PROVIDED RECORDS START
//! Negative cache for class discovery
//!
//! Remembers class names that the reflector could not find, so repeated
//! lookups of unknown identifiers skip reflection. The set only grows while
//! the process runs.
//!
//! When backed by a file the set is loaded once and written back with a
//! configurable probability after each new miss. The file format is
//!
//! ```json
//! {"version": 1, "misses": ["App::Missing", "Other::Thing"]}
//! ```
//!
//! A missing, unreadable or corrupt file reads as an empty cache. Write
//! failures are logged and otherwise ignored.

use ahash::RandomState;
use dashmap::DashSet;
use rand::Rng;
use serde::{Deserialize, Serialize};
use std::io::Write;
use std::path::{Path, PathBuf};
use tempfile::NamedTempFile;

#[cfg(feature = "logging")]
use tracing::debug;

const FORMAT_VERSION: u32 = 1;

#[derive(Serialize, Deserialize)]
struct CacheFile {
    version: u32,
    misses: Vec<String>,
}

/// Set of class names known to have no descriptor
pub struct NegativeCache {
    misses: DashSet<String, RandomState>,
    path: Option<PathBuf>,
    persist_probability: f64,
}

impl NegativeCache {
    /// In-memory cache that is never persisted
    pub fn in_memory() -> Self {
        Self {
            misses: DashSet::with_hasher(RandomState::new()),
            path: None,
            persist_probability: 0.0,
        }
    }

    /// Cache backed by `path`, loaded immediately.
    ///
    /// `persist_probability` is clamped to `[0, 1]`.
    pub fn with_file(path: impl Into<PathBuf>, persist_probability: f64) -> Self {
        let path = path.into();
        let misses = DashSet::with_hasher(RandomState::new());
        for name in load(&path) {
            misses.insert(name);
        }

        #[cfg(feature = "logging")]
        debug!(
            target: "autowire_di",
            path = %path.display(),
            entries = misses.len(),
            "Negative cache loaded"
        );

        Self {
            misses,
            path: Some(path),
            persist_probability: if persist_probability.is_nan() {
                0.0
            } else {
                persist_probability.clamp(0.0, 1.0)
            },
        }
    }

    /// Whether `class_name` is a recorded miss
    #[inline]
    pub fn is_miss(&self, class_name: &str) -> bool {
        self.misses.contains(class_name)
    }

    /// Record a miss. Returns false if it was already recorded.
    pub fn mark_miss(&self, class_name: &str) -> bool {
        if !self.misses.insert(class_name.to_string()) {
            return false;
        }

        if self.path.is_some() && self.should_persist() {
            if let Err(_error) = self.persist() {
                #[cfg(feature = "logging")]
                debug!(
                    target: "autowire_di",
                    error = %_error,
                    "Failed to persist negative cache, ignoring"
                );
            }
        }
        true
    }

    fn should_persist(&self) -> bool {
        self.persist_probability >= 1.0
            || (self.persist_probability > 0.0 && rand::rng().random_bool(self.persist_probability))
    }

    /// Write the cache to its file now.
    ///
    /// Writes to a temporary file next to the target and renames it into
    /// place. Does nothing for an in-memory cache.
    pub fn persist(&self) -> std::io::Result<()> {
        let Some(path) = &self.path else {
            return Ok(());
        };

        let mut misses: Vec<String> = self.misses.iter().map(|r| r.key().clone()).collect();
        misses.sort();
        let contents = serde_json::to_vec(&CacheFile {
            version: FORMAT_VERSION,
            misses,
        })?;

        let dir = match path.parent() {
            Some(dir) if !dir.as_os_str().is_empty() => dir,
            _ => Path::new("."),
        };
        std::fs::create_dir_all(dir)?;

        let mut file = NamedTempFile::new_in(dir)?;
        file.write_all(&contents)?;
        file.as_file().sync_all()?;
        file.persist(path).map_err(|e| e.error)?;

        #[cfg(feature = "logging")]
        debug!(
            target: "autowire_di",
            path = %path.display(),
            entries = self.misses.len(),
            "Negative cache persisted"
        );
        Ok(())
    }

    /// Backing file, if any
    #[inline]
    pub fn path(&self) -> Option<&Path> {
        self.path.as_deref()
    }

    #[inline]
    pub fn persist_probability(&self) -> f64 {
        self.persist_probability
    }

    #[inline]
    pub fn len(&self) -> usize {
        self.misses.len()
    }

    #[inline]
    pub fn is_empty(&self) -> bool {
        self.misses.is_empty()
    }
}

impl Default for NegativeCache {
    fn default() -> Self {
        Self::in_memory()
    }
}

impl std::fmt::Debug for NegativeCache {
    fn fmt(&self, f: &mut std::fmt::Formatter<'_>) -> std::fmt::Result {
        f.debug_struct("NegativeCache")
            .field("path", &self.path)
            .field("persist_probability", &self.persist_probability)
            .field("entries", &self.len())
            .finish()
    }
}

fn load(path: &Path) -> Vec<String> {
    let Ok(contents) = std::fs::read(path) else {
        return Vec::new();
    };
    match serde_json::from_slice::<CacheFile>(&contents) {
        Ok(file) if file.version == FORMAT_VERSION => file.misses,
        _ => {
            #[cfg(feature = "logging")]
            debug!(
                target: "autowire_di",
                path = %path.display(),
                "Negative cache file is corrupt, starting empty"
            );
            Vec::new()
        }
    }
}

#[cfg(test)]
mod tests {
    use super::*;
    use tempfile::TempDir;

    #[test]
    fn test_in_memory() {
        let cache = NegativeCache::in_memory();
        assert!(cache.is_empty());
        assert!(!cache.is_miss("App::Missing"));

        assert!(cache.mark_miss("App::Missing"));
        assert!(!cache.mark_miss("App::Missing"));
        assert!(cache.is_miss("App::Missing"));
        assert_eq!(cache.len(), 1);

        // No file, nothing to do
        assert!(cache.persist().is_ok());
        assert!(cache.path().is_none());
    }

    #[test]
    fn test_persist_and_reload() {
        let dir = TempDir::new().unwrap();
        let path = dir.path().join("misses.json");

        let cache = NegativeCache::with_file(&path, 1.0);
        cache.mark_miss("App::Missing");
        cache.mark_miss("App::Also::Missing");
        assert!(path.exists());

        let reloaded = NegativeCache::with_file(&path, 1.0);
        assert_eq!(reloaded.len(), 2);
        assert!(reloaded.is_miss("App::Missing"));
        assert!(reloaded.is_miss("App::Also::Missing"));
    }

    #[test]
    fn test_file_is_sorted_json() {
        let dir = TempDir::new().unwrap();
        let path = dir.path().join("misses.json");

        let cache = NegativeCache::with_file(&path, 0.0);
        cache.mark_miss("B");
        cache.mark_miss("A");
        assert!(!path.exists());

        cache.persist().unwrap();
        let contents = std::fs::read_to_string(&path).unwrap();
        assert_eq!(contents, r#"{"version":1,"misses":["A","B"]}"#);
    }

    #[test]
    fn test_corrupt_file_reads_as_empty() {
        let dir = TempDir::new().unwrap();
        let path = dir.path().join("misses.json");
        std::fs::write(&path, b"{not json").unwrap();

        let cache = NegativeCache::with_file(&path, 1.0);
        assert!(cache.is_empty());

        // And gets replaced by a valid file on the next miss
        cache.mark_miss("App::Missing");
        assert!(NegativeCache::with_file(&path, 0.0).is_miss("App::Missing"));
    }

    #[test]
    fn test_unknown_version_reads_as_empty() {
        let dir = TempDir::new().unwrap();
        let path = dir.path().join("misses.json");
        std::fs::write(&path, br#"{"version":2,"misses":["X"]}"#).unwrap();

        assert!(NegativeCache::with_file(&path, 0.0).is_empty());
    }

    #[test]
    fn test_creates_missing_directory() {
        let dir = TempDir::new().unwrap();
        let path = dir.path().join("nested").join("cache").join("misses.json");

        let cache = NegativeCache::with_file(&path, 1.0);
        cache.mark_miss("App::Missing");
        assert!(path.exists());
    }

    #[test]
    fn test_probability_clamped() {
        let dir = TempDir::new().unwrap();
        let path = dir.path().join("misses.json");

        assert_eq!(NegativeCache::with_file(&path, 7.5).persist_probability(), 1.0);
        assert_eq!(NegativeCache::with_file(&path, -1.0).persist_probability(), 0.0);
        assert_eq!(NegativeCache::with_file(&path, f64::NAN).persist_probability(), 0.0);
    }
}
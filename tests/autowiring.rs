//! Discovery through the public API with hand-written descriptors

use autowire_di::{
    ClassCatalog, ClassDescriptor, Container, ContainerBuilder, ContainerConfig, Definition,
    NegativeCacheConfig, Overrides, Parameter, Reflector,
};
use std::sync::Arc;
use std::sync::atomic::{AtomicU32, Ordering};
use std::thread;
use tempfile::TempDir;

struct Connection {
    dsn: String,
}

struct Repository {
    connection: Arc<Connection>,
    table: String,
}

fn catalog() -> ClassCatalog {
    let catalog = ClassCatalog::new();
    catalog.register(ClassDescriptor::with_constructor(
        "Acme::Db::Connection",
        vec![Parameter::untyped("dsn")],
        |args| {
            Ok(Connection {
                dsn: args.next_cloned()?,
            })
        },
    ));
    catalog.register(ClassDescriptor::with_constructor(
        "Acme::Db::Repository",
        vec![
            Parameter::typed("connection", "Acme::Db::Connection"),
            Parameter::untyped("table").with_default(String::from("items")),
        ],
        |args| {
            Ok(Repository {
                connection: args.next()?,
                table: args.next_cloned()?,
            })
        },
    ));
    catalog
}

/// Requests use `db.`, classes live under `acme.db.`
fn container() -> Container {
    let container = ContainerBuilder::new()
        .prefix("db.", "acme.db.")
        .reflector(catalog())
        .build();
    container.set(
        "acme.db.connection.dsn",
        Definition::value(String::from("sqlite://memory")),
    );
    container
}

#[test]
fn test_external_prefix_resolves_internal_class() {
    let container = container();
    let repository = container.get_as::<Repository>("db.repository").unwrap();

    assert_eq!(repository.connection.dsn, "sqlite://memory");
    assert_eq!(repository.table, "items");
    assert!(container.is_defined("acme.db.repository"));
    assert!(container.is_defined("acme.db.connection"));
}

#[test]
fn test_get_modified_overrides_one_parameter() {
    let container = container();
    let repository = container
        .get_modified_as::<Repository>("db.repository", &Overrides::new().with("table", String::from("archive")))
        .unwrap();

    assert_eq!(repository.table, "archive");
    // The other parameter is still auto-wired and shared
    let connection = container.get_as::<Connection>("acme.db.connection").unwrap();
    assert!(Arc::ptr_eq(&connection, &repository.connection));

    let shared = container.get_as::<Repository>("db.repository").unwrap();
    assert_eq!(shared.table, "items");
}

#[test]
fn test_config_file_with_persisted_negative_cache() {
    let dir = TempDir::new().unwrap();
    let cache_path = dir.path().join("cache").join("misses.json");
    let config_path = dir.path().join("container.json");
    std::fs::write(
        &config_path,
        format!(
            r#"{{
                "prefixes": [{{"external": "db.", "internal": "acme.db."}}],
                "negative_cache": {{"path": {:?}, "persist_probability": 1.0}}
            }}"#,
            cache_path.display().to_string()
        ),
    )
    .unwrap();

    let config = ContainerConfig::from_file(&config_path).unwrap();
    assert_eq!(
        config.negative_cache,
        Some(NegativeCacheConfig::new(&cache_path).with_probability(1.0))
    );

    let first = ContainerBuilder::from_config(config.clone())
        .reflector(catalog())
        .build();
    assert!(first.get("db.missing").unwrap_err().is_not_found());
    assert!(cache_path.exists());

    let second = ContainerBuilder::from_config(config)
        .reflector(catalog())
        .build();
    assert!(second.negative_cache().is_miss("Acme::Db::Missing"));
    assert!(second.negative_cache().is_miss("Db::Missing"));

    // A recorded miss never hides an explicit registration
    second.set("db.missing", Definition::value(7u8));
    assert_eq!(*second.get_as::<u8>("db.missing").unwrap(), 7);
}

#[test]
fn test_negative_cache_skips_reflection() {
    static REFLECTED: AtomicU32 = AtomicU32::new(0);

    struct Counting;
    impl Reflector for Counting {
        fn reflect(&self, _: &str) -> Option<Arc<ClassDescriptor>> {
            REFLECTED.fetch_add(1, Ordering::SeqCst);
            None
        }
    }

    let container = Container::builder().reflector(Counting).build();
    assert!(!container.has("nowhere").unwrap());
    let after_first = REFLECTED.load(Ordering::SeqCst);
    assert!(after_first > 0);

    assert!(!container.has("nowhere").unwrap());
    assert_eq!(REFLECTED.load(Ordering::SeqCst), after_first);
}

#[test]
fn test_resolving_from_threads() {
    let container = container();

    let handles: Vec<_> = (0..4)
        .map(|_| {
            let container = container.clone();
            thread::spawn(move || container.get_as::<Connection>("acme.db.connection").unwrap())
        })
        .collect();

    let connections: Vec<_> = handles.into_iter().map(|h| h.join().unwrap()).collect();
    let first = &connections[0];
    assert_eq!(first.dsn, "sqlite://memory");
    for connection in &connections[1..] {
        assert!(Arc::ptr_eq(first, connection));
    }
    let stored = container.get_as::<Connection>("acme.db.connection").unwrap();
    assert!(Arc::ptr_eq(first, &stored));
}
#![no_main]

//! Fuzz target for basic container operations
//!
//! Mixes registration, aliases, decorators and resolution over a small pool
//! of identifiers, some of which name discoverable classes.

use arbitrary::Arbitrary;
use autowire_di::{ClassCatalog, ClassDescriptor, Container, Definition, Overrides, Parameter};
use libfuzzer_sys::fuzz_target;
use std::sync::Arc;

const IDS: [&str; 6] = [
    "fuzz.leaf",
    "fuzz.node",
    "fuzz.node.leaf",
    "fuzz.node.factory",
    "leaf",
    "unknown",
];

#[derive(Debug, Arbitrary)]
enum ContainerOp {
    SetValue(u8, u32),
    SetShared(u8, u32),
    Unset(u8),
    Alias(u8, u8),
    Extend(u8),
    Has(u8),
    Get(u8),
    GetModified(u8, u32),
    Keys,
}

struct Leaf(u32);

#[allow(dead_code)]
struct Node {
    leaf: Arc<Leaf>,
    weight: u32,
}

fn id(index: u8) -> &'static str {
    IDS[index as usize % IDS.len()]
}

fn catalog() -> ClassCatalog {
    let catalog = ClassCatalog::new();
    catalog.register(ClassDescriptor::without_constructor("Fuzz::Leaf", || Leaf(0)));
    catalog.register(ClassDescriptor::with_constructor(
        "Fuzz::Node",
        vec![
            Parameter::typed("leaf", "Fuzz::Leaf"),
            Parameter::untyped("weight").with_default(1u32),
        ],
        |args| {
            Ok(Node {
                leaf: args.next()?,
                weight: args.next_cloned()?,
            })
        },
    ));
    catalog
}

fuzz_target!(|ops: Vec<ContainerOp>| {
    let container = Container::builder()
        .prefix("", "fuzz.")
        .reflector(catalog())
        .build();

    for op in ops {
        match op {
            ContainerOp::SetValue(i, value) => {
                container.set(id(i), Definition::value(value));
                assert!(container.is_defined(id(i)));
            }
            ContainerOp::SetShared(i, value) => {
                container.set(id(i), Definition::shared(move |_: &Container| value));
            }
            ContainerOp::Unset(i) => {
                container.unset(id(i));
                assert!(!container.is_defined(id(i)));
            }
            ContainerOp::Alias(from, to) => {
                container.alias(id(from), id(to));
            }
            ContainerOp::Extend(i) => {
                container.extend(id(i), |n: Arc<u32>, _: &Container| n.wrapping_add(1));
            }
            ContainerOp::Has(i) => {
                // Alias loops and type mismatches surface as errors, never panics
                let _ = container.has(id(i));
            }
            ContainerOp::Get(i) => {
                let _ = container.get(id(i));
            }
            ContainerOp::GetModified(i, weight) => {
                let _ = container.get_modified(id(i), &Overrides::new().with("weight", weight));
            }
            ContainerOp::Keys => {
                assert_eq!(container.keys().len(), container.len());
            }
        }
    }
});
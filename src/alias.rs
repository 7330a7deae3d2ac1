//! Alias bookkeeping
//!
//! Each `(from, to)` pair remembers the marker it installed. Re-aliasing
//! with the same pair while that exact marker is still live is a no-op;
//! aliasing `from` to another target replaces the entry.

use crate::storage::{Entry, ServiceStore};
use ahash::RandomState;
use dashmap::DashMap;
use std::cell::RefCell;
use std::sync::Arc;

thread_local! {
    // Aliases being followed on this thread, tagged with the owning container
    static FOLLOWING: RefCell<Vec<(usize, String)>> = const { RefCell::new(Vec::new()) };
}

/// Marks an alias as being followed for as long as it lives
pub(crate) struct FollowGuard;

impl FollowGuard {
    /// None if `id` is already being followed, i.e. the aliases form a loop
    pub(crate) fn enter(container: usize, id: &str) -> Option<Self> {
        FOLLOWING.with(|following| {
            let mut following = following.borrow_mut();
            if following
                .iter()
                .any(|(owner, followed)| *owner == container && followed == id)
            {
                return None;
            }
            following.push((container, id.to_string()));
            Some(FollowGuard)
        })
    }
}

impl Drop for FollowGuard {
    fn drop(&mut self) {
        FOLLOWING.with(|following| {
            following.borrow_mut().pop();
        });
    }
}

/// Stored under the alias source; points at the target identifier
#[derive(Debug)]
pub(crate) struct AliasTarget {
    target: String,
}

impl AliasTarget {
    #[inline]
    pub(crate) fn target(&self) -> &str {
        &self.target
    }
}

pub(crate) struct AliasTable {
    pairs: DashMap<(String, String), Arc<AliasTarget>, RandomState>,
}

impl AliasTable {
    pub(crate) fn new() -> Self {
        Self {
            pairs: DashMap::with_capacity_and_hasher_and_shard_amount(0, RandomState::new(), 8),
        }
    }

    fn recorded(&self, from: &str, to: &str) -> Option<Arc<AliasTarget>> {
        self.pairs
            .get(&(from.to_string(), to.to_string()))
            .map(|r| Arc::clone(r.value()))
    }

    /// Install `from -> to` in `store`. Returns false when nothing changed.
    pub(crate) fn install(&self, store: &ServiceStore, from: &str, to: &str) -> bool {
        if from == to {
            return false;
        }
        if let (Some(Entry::Alias(live)), Some(recorded)) = (store.get(from), self.recorded(from, to)) {
            if Arc::ptr_eq(&live, &recorded) {
                return false;
            }
        }

        let marker = Arc::new(AliasTarget {
            target: to.to_string(),
        });
        self.pairs
            .insert((from.to_string(), to.to_string()), Arc::clone(&marker));
        store.insert(from, Entry::Alias(marker));
        true
    }

    #[inline]
    pub(crate) fn len(&self) -> usize {
        self.pairs.len()
    }
}

#[cfg(test)]
mod tests {
    use super::*;
    use crate::provider::erase;

    #[test]
    fn test_self_alias_is_noop() {
        let store = ServiceStore::new();
        let aliases = AliasTable::new();

        assert!(!aliases.install(&store, "a", "a"));
        assert!(!store.contains("a"));
        assert_eq!(aliases.len(), 0);
    }

    #[test]
    fn test_identical_alias_is_noop() {
        let store = ServiceStore::new();
        let aliases = AliasTable::new();

        assert!(aliases.install(&store, "a", "b"));
        assert!(!aliases.install(&store, "a", "b"));
        assert_eq!(aliases.len(), 1);
    }

    #[test]
    fn test_realias_overwrites() {
        let store = ServiceStore::new();
        let aliases = AliasTable::new();

        aliases.install(&store, "sum", "one");
        aliases.install(&store, "sum", "two");

        match store.get("sum") {
            Some(Entry::Alias(target)) => assert_eq!(target.target(), "two"),
            other => panic!("unexpected entry: {other:?}"),
        }

        // Back to the first target: the recorded marker is no longer live
        assert!(aliases.install(&store, "sum", "one"));
        match store.get("sum") {
            Some(Entry::Alias(target)) => assert_eq!(target.target(), "one"),
            other => panic!("unexpected entry: {other:?}"),
        }
    }

    #[test]
    fn test_follow_guard_detects_reentry() {
        let outer = FollowGuard::enter(1, "a");
        assert!(outer.is_some());
        assert!(FollowGuard::enter(1, "a").is_none());
        // Another container may follow the same id
        assert!(FollowGuard::enter(2, "a").is_some());

        drop(outer);
        assert!(FollowGuard::enter(1, "a").is_some());
    }

    #[test]
    fn test_alias_over_value_with_same_target_name() {
        let store = ServiceStore::new();
        let aliases = AliasTable::new();

        aliases.install(&store, "a", "b");
        store.insert("a", Entry::Value(erase(1u8)));

        // The recorded marker was clobbered by a value, so the alias is reinstalled
        assert!(aliases.install(&store, "a", "b"));
        assert!(matches!(store.get("a"), Some(Entry::Alias(_))));
    }
}
//! Example demonstrating the #[derive(Autowire)] macro
//!
//! Run with:
//!   cargo run --example derive --features derive

use autowire_di::{Autowire, Container, Definition, Factory, Overrides};
use std::sync::Arc;

#[allow(dead_code)]
#[derive(Autowire)]
#[autowire(namespace = "App")]
struct Database {
    url: String,
}

#[derive(Autowire)]
#[autowire(namespace = "App")]
struct Cache {
    #[autowire(default = 1024)]
    size: usize,
}

#[derive(Autowire)]
#[autowire(namespace = "App")]
struct UserService {
    db: Arc<Database>,
    cache: Arc<Cache>,
    // Not a constructor parameter, uses Default
    #[autowire(skip)]
    request_count: u64,
}

impl UserService {
    fn describe(&self) -> String {
        format!(
            "UserService connected to {} with cache size {} (requests: {})",
            self.db.url, self.cache.size, self.request_count
        )
    }
}

fn main() {
    println!("=== autowire-di Derive Macro Demo ===\n");

    let container = Container::builder()
        .class::<Database>()
        .class::<Cache>()
        .class::<UserService>()
        .build();

    // `url` has no class and no default: it comes from `app.database.url`
    container.set(
        "app.database.url",
        Definition::value(String::from("postgres://localhost:5432/myapp")),
    );

    println!("Resolving app.user_service...");
    let users = container.get_as::<UserService>("app.user_service").unwrap();
    println!("  {}", users.describe());
    println!("  registered: {:?}", container.keys());
    println!();

    println!("Building caches from app.cache.factory...");
    let factory = container.get_as::<Factory>("app.cache.factory").unwrap();
    let small = factory
        .new_instance_with_as::<Cache>(&Overrides::new().with("size", 16usize))
        .unwrap();
    let default = factory.new_instance_as::<Cache>().unwrap();
    println!("  sizes {} and {}", small.size, default.size);
    println!();

    println!("=== Demo Complete ===");
    println!("\nThe #[derive(Autowire)] macro generated a class descriptor that:");
    println!("  - Declares Arc<T> fields as parameters of class T::CLASS");
    println!("  - Takes other fields by value from `{{service}}.{{field}}` entries or defaults");
    println!("  - Uses Default::default() for #[autowire(skip)] fields");
}
//! Conversion between service identifiers and class names
//!
//! Service ids live in a dotted, lower-case namespace
//! (`auto_wire.fixture_classes.simple_service`), class names in a
//! `::`-separated camel-case one (`AutoWire::FixtureClasses::SimpleService`).
//! The two functions here are inverses for every id made of
//! `[-]?word(_word)*` segments.
//!
//! | id fragment | class fragment |
//! |-------------|----------------|
//! | `.`         | `::`           |
//! | `_x`        | `X`            |
//! | `__x`       | `_X`           |
//! | `.-x`       | `::x`          |

/// Namespace separator used in class names
pub const NAMESPACE_SEPARATOR: &str = "::";

/// Convert a service id into a class-name candidate.
///
/// # Examples
///
/// ```rust
/// use autowire_di::to_class_form;
///
/// assert_eq!(
///     to_class_form("auto_wire.fixture_classes.simple_service"),
///     "AutoWire::FixtureClasses::SimpleService"
/// );
/// assert_eq!(to_class_form("vendor.-lowercase"), "Vendor::lowercase");
/// ```
pub fn to_class_form(id: &str) -> String {
    let mut out = String::with_capacity(id.len() + 8);
    let mut chars = id.chars().peekable();
    let mut capitalize = true;

    while let Some(c) = chars.next() {
        match c {
            '.' => {
                out.push_str(NAMESPACE_SEPARATOR);
                capitalize = true;
            }
            '_' if chars.peek() == Some(&'_') => {
                chars.next();
                out.push('_');
                capitalize = true;
            }
            '_' => capitalize = true,
            '-' => capitalize = false,
            _ if capitalize => {
                out.push(c.to_ascii_uppercase());
                capitalize = false;
            }
            _ => out.push(c),
        }
    }

    out
}

/// Convert a class name into a service-id candidate.
///
/// # Examples
///
/// ```rust
/// use autowire_di::to_id_form;
///
/// assert_eq!(
///     to_id_form("AutoWire::FixtureClasses::SimpleService"),
///     "auto_wire.fixture_classes.simple_service"
/// );
/// assert_eq!(to_id_form("Vendor::lowercase"), "vendor.-lowercase");
/// ```
pub fn to_id_form(class_name: &str) -> String {
    let mut out = String::with_capacity(class_name.len() + 8);

    for (segment_index, segment) in class_name.split(NAMESPACE_SEPARATOR).enumerate() {
        if segment_index > 0 {
            out.push('.');
        }
        for (i, c) in segment.chars().enumerate() {
            if c.is_ascii_uppercase() {
                if i > 0 {
                    out.push('_');
                }
                out.push(c.to_ascii_lowercase());
            } else if i == 0 && segment_index > 0 && c.is_ascii_lowercase() {
                out.push('-');
                out.push(c);
            } else {
                out.push(c.to_ascii_lowercase());
            }
        }
    }

    out
}

/// Normalize a constructor parameter name into the key used for overrides
/// and `"{service_id}.{key}"` lookups.
///
/// `otherValue` and `other_value` both become `other_value`.
pub fn param_key(name: &str) -> String {
    let mut chars = name.chars();
    match chars.next() {
        Some(first) => {
            let mut capitalized = String::with_capacity(name.len());
            capitalized.push(first.to_ascii_uppercase());
            capitalized.push_str(chars.as_str());
            to_id_form(&capitalized)
        }
        None => String::new(),
    }
}

#[cfg(test)]
mod tests {
    use super::*;

    const SEGMENTS: &[&str] = &[
        "a",
        "foo",
        "x1",
        "bar_baz",
        "v2_api_client",
        "simple_service_without_dependencies",
        "-lower",
        "-lower_case",
    ];

    fn ids(depth: usize) -> Vec<String> {
        let mut out: Vec<String> = SEGMENTS
            .iter()
            .filter(|s| !s.starts_with('-'))
            .map(|s| s.to_string())
            .collect();
        let mut frontier = out.clone();
        for _ in 1..depth {
            let mut next = Vec::new();
            for prefix in &frontier {
                for segment in SEGMENTS {
                    next.push(format!("{prefix}.{segment}"));
                }
            }
            out.extend(next.iter().cloned());
            frontier = next;
        }
        out
    }

    #[test]
    fn test_class_form_examples() {
        assert_eq!(
            to_class_form("auto_wire.fixture_classes.service_with_dependencies"),
            "AutoWire::FixtureClasses::ServiceWithDependencies"
        );
        assert_eq!(to_class_form("foo"), "Foo");
        assert_eq!(to_class_form("foo.-bar"), "Foo::bar");
        assert_eq!(to_class_form("__private"), "_Private");
        assert_eq!(to_class_form("foo__bar"), "Foo_Bar");
        assert_eq!(to_class_form(""), "");
    }

    #[test]
    fn test_id_form_examples() {
        assert_eq!(
            to_id_form("AutoWire::FixtureClasses::ServiceWithDependencies"),
            "auto_wire.fixture_classes.service_with_dependencies"
        );
        assert_eq!(to_id_form("Foo::bar"), "foo.-bar");
        assert_eq!(to_id_form("_Private"), "__private");
        assert_eq!(to_id_form("lower"), "lower");
        assert_eq!(to_id_form("HTTPClient"), "h_t_t_p_client");
    }

    #[test]
    fn test_round_trip_all_ids() {
        let all = ids(3);
        assert!(all.len() > 300);
        for id in all {
            assert_eq!(to_id_form(&to_class_form(&id)), id, "round trip of {id}");
        }
    }

    #[test]
    fn test_round_trip_class_names() {
        for class in [
            "Foo",
            "Foo::Bar",
            "AutoWire::FixtureClasses::SimpleServiceWithoutDependencies",
            "Vendor::lowercase::Thing",
            "Foo_Bar",
        ] {
            assert_eq!(to_class_form(&to_id_form(class)), class);
        }
    }

    #[test]
    fn test_param_key() {
        assert_eq!(param_key("value"), "value");
        assert_eq!(param_key("otherValue"), "other_value");
        assert_eq!(param_key("other_value"), "other_value");
        assert_eq!(param_key(""), "");
    }
}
PROVIDED RECORDS END
## EXERCISE DIRECTIONS
In the entries above, which lines hold the word "Also"? Copy them out.

## RESULT BELOW
        cache.mark_miss("App::Also::Missing");
        assert!(reloaded.is_miss("App::Also::Missing"));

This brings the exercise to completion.